Can we play or do we have to play in the classroom?

Do Until a few years ago, the terms "gamification" and "learning through play" were not my favorite. The reason for this is quite simple. There are a bunch of bad games that have a STEM or learning label on them. These are mostly quizzes. It is almost impossible to find a game that would satisfy the two basic criteria of a good game in class, and that is to be fun and that something can be learned from it.

Teachers have been under pressure for years to examine and mark students within 45 minutes two or three times a week (at least two oral examinations), hold loads of lectures (everything according to the outcomes and standards), organize an activity (project-oriented teaching must not stop), and, to refrain from further enumeration, you probably know what is demanded from you. 

Then, we can pose a question freely – do we have time for a game which would not lead us to the goal (in this case it is the acquisition of learning material)? Well, are there any games which would completely fit in our subject and through which students could learn in another, “untraditional” way?

My answer is no. I am still searching for such a game and I do not give up.

But I rightfully claim that we will not lose much if a class is dedicated to something like this. Syllabuses are overabundant; they demand too much from educators, but we can sometimes relax and we have to relax. It is not terrible if we lose one or more classes, if we reduce the educational part on behalf of the funny one. We will compensate for it and, by the way, we will also learn something, which has not probably been prescribed by the outcomes, but is beneficial in any case.

In a few following paragraphs I am going to present my three favourite games and the reasons why they should be used in the classroom. 

Let’s do it one by one.

Terraforming Mars (FryxGames)

There is no better game which can inspire you to think about the future. This game includes the elements of economy and strategic planning and learning about new technologies of the future and all this is with the aim of a huge scientific venture which asks their players to make a planet from Mars, on which we can live. )

What we can learn: From the economy and income and resource management, to my favorite part - tickling the imagination in order to imagine the future.  

Disadvantages:The game can last much longer than 45 minutes. There is also a so-called faster version, which is played in a certain number of moves, but somehow, the longer one is more fun for me. You can remember where you left off and continue next time, or look for the computer version of the game, which is much faster. 

What the class should look like:Definitely with a discussion about how we envision the future. This game gave me inspiration for one of my projects with students on the topic of planet colonization. planet

Dr Eureka (Blue orange)

I myself did not believe that my students (otherwise high school graduates) would like Dr Eureka so much that they would come to school on Friday afternoon so that they could continue to play it. It seems simple, you have 3 tubes with 6 balls (two red, two purple and two green), and it's up to you to transfer them until you get the same combination as on the card, and then you get another card. Simple, but also contagious. 

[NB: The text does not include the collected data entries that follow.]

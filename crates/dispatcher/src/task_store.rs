//! 任务行适配
//!
//! 负责逻辑字段名到物理列名的解析，以及任务负载的 JSON 编码。
//! 负载统一以 `", "` 与 `": "` 作为分隔符序列化，键按字典序排列，
//! 保证不同实例写出的字符串完全一致。

use std::collections::HashMap;
use std::io;

use serde::Serialize;
use serde_json::{ser::Formatter, Value};

use scheduler_core::{
    models::{fields, Row},
    SchedulerError, SchedulerResult,
};

/// 逻辑字段名到物理列名的映射，初始化时构建一次
#[derive(Debug, Clone, Default)]
pub struct FieldMap {
    physical: HashMap<String, String>,
}

impl FieldMap {
    pub fn new(mapping: &HashMap<String, String>) -> Self {
        Self {
            physical: mapping.clone(),
        }
    }

    /// 解析物理列名，未配置的字段原样返回
    pub fn resolve<'a>(&'a self, logical: &'a str) -> &'a str {
        self.physical
            .get(logical)
            .map(String::as_str)
            .unwrap_or(logical)
    }

    pub fn task_id(&self) -> &str {
        self.resolve(fields::TASK_ID)
    }

    pub fn labourer_id(&self) -> &str {
        self.resolve(fields::LABOURER_ID)
    }

    pub fn greenfield(&self) -> &str {
        self.resolve(fields::GREENFIELD)
    }

    pub fn attempts(&self) -> &str {
        self.resolve(fields::ATTEMPTS)
    }

    pub fn payload(&self) -> &str {
        self.resolve(fields::PAYLOAD)
    }
}

/// 与常见 JSON 库默认输出一致的格式：`{"a": 1, "b": [1, 2]}`
struct SpacedFormatter;

impl Formatter for SpacedFormatter {
    fn begin_array_value<W>(&mut self, writer: &mut W, first: bool) -> io::Result<()>
    where
        W: ?Sized + io::Write,
    {
        if first {
            Ok(())
        } else {
            writer.write_all(b", ")
        }
    }

    fn begin_object_key<W>(&mut self, writer: &mut W, first: bool) -> io::Result<()>
    where
        W: ?Sized + io::Write,
    {
        if first {
            Ok(())
        } else {
            writer.write_all(b", ")
        }
    }

    fn begin_object_value<W>(&mut self, writer: &mut W) -> io::Result<()>
    where
        W: ?Sized + io::Write,
    {
        writer.write_all(b": ")
    }
}

/// 序列化为负载字符串
pub fn to_payload_string(value: &Value) -> SchedulerResult<String> {
    let mut buf = Vec::new();
    let mut serializer = serde_json::Serializer::with_formatter(&mut buf, SpacedFormatter);
    value.serialize(&mut serializer)?;
    String::from_utf8(buf).map_err(|e| SchedulerError::Serialization(e.to_string()))
}

/// 合并基础负载与额外属性并序列化为 JSON 字符串
///
/// 基础负载可以是 JSON 对象或 JSON 对象字符串；`None` 与 `null` 视为空对象。
/// 额外属性会覆盖基础负载中的同名键。
pub fn construct_payload(payload: Option<&Value>, extra: &Row) -> SchedulerResult<String> {
    let mut merged = match payload {
        None | Some(Value::Null) => Row::new(),
        Some(Value::Object(map)) => map.clone(),
        Some(Value::String(raw)) => match serde_json::from_str::<Value>(raw) {
            Ok(Value::Object(map)) => map,
            Ok(other) => {
                return Err(SchedulerError::InvalidPayload(format!(
                    "负载字符串必须是JSON对象，实际为: {other}"
                )))
            }
            Err(e) => {
                return Err(SchedulerError::InvalidPayload(format!(
                    "负载字符串不是合法的JSON: {e}"
                )))
            }
        },
        Some(other) => {
            return Err(SchedulerError::InvalidPayload(format!(
                "负载必须是对象或JSON字符串，实际为: {other}"
            )))
        }
    };

    for (key, value) in extra {
        merged.insert(key.clone(), value.clone());
    }

    to_payload_string(&Value::Object(merged))
}

/// 若任务负载是对象则转换为 JSON 字符串，其余情况保持不变
pub fn jsonify_payload(mut task: Row, payload_field: &str) -> SchedulerResult<Row> {
    if let Some(Value::Object(_)) = task.get(payload_field) {
        if let Some(payload) = task.remove(payload_field) {
            task.insert(
                payload_field.to_string(),
                Value::String(to_payload_string(&payload)?),
            );
        }
    }
    Ok(task)
}

/// 远程调用使用的负载字节
pub fn payload_bytes(task: &Row, payload_field: &str) -> SchedulerResult<Vec<u8>> {
    match task.get(payload_field) {
        None | Some(Value::Null) => Ok(b"{}".to_vec()),
        Some(Value::String(raw)) => Ok(raw.clone().into_bytes()),
        Some(other) => Ok(to_payload_string(other)?.into_bytes()),
    }
}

What we can learn: A phenomenal game that requires both coordination of movements and logical thinking. Ideal for younger classes.

Disadvantages:This is more a skill development game than a learning game, but we will forgive it.

What the class should look like:Just let them organize themselves.

Jenga  (Leslie Scott)

Perhaps the most famous game of all mentioned so far. A pile of tiles arranged in the shape of a tower, and the goal is to move them to the top. Jenga has been around since 1983 and is not losing on popularity. 

What we can learn: I usually use this game when I teach about balance. Although it could be used in a lesson on friction.  

Disadvantages:I would like to find a version of the game that would be more complex in terms of science, and less in terms of skills and handiness. 

What the class should look like:Make the students just conclude when the tower is stable; When it is possible to pull out the tile, and when not; What are all the forces involved in the process of extracting the tile; Would anything change if we pulled the tiles out quickly, instead of slowly?

I admit that I am still waiting for that ideal educational game, one that is not a quiz like Hembizikewhich I am the author of. Finally, I would like to mention a few more games that I would like to have in my collection, and which, with certain changes, would be great for learning and relaxation classes.

Wingspan (Stonemaier Games) a wonderful igra If they ever make a version with birds from our region, it would be perfect for biology classes. 

Dixit (Libellud) is an indescribably good  igra especially for language classes (Serbian, but also foreign languages) because the player is required to describe his card through some association, while other players try to guess. 

Pandemic (Z-Man Games) I love this igru because all the players play together as a team. Each player gets a character who has their own unique abilities, and if you want to win, you will have to make a coordinated decision on each step.

These are some of the games which you can use in the classroom. Creating a board game is not an easy process, no matter how it seems simple. We, educators, are still waiting for the best one.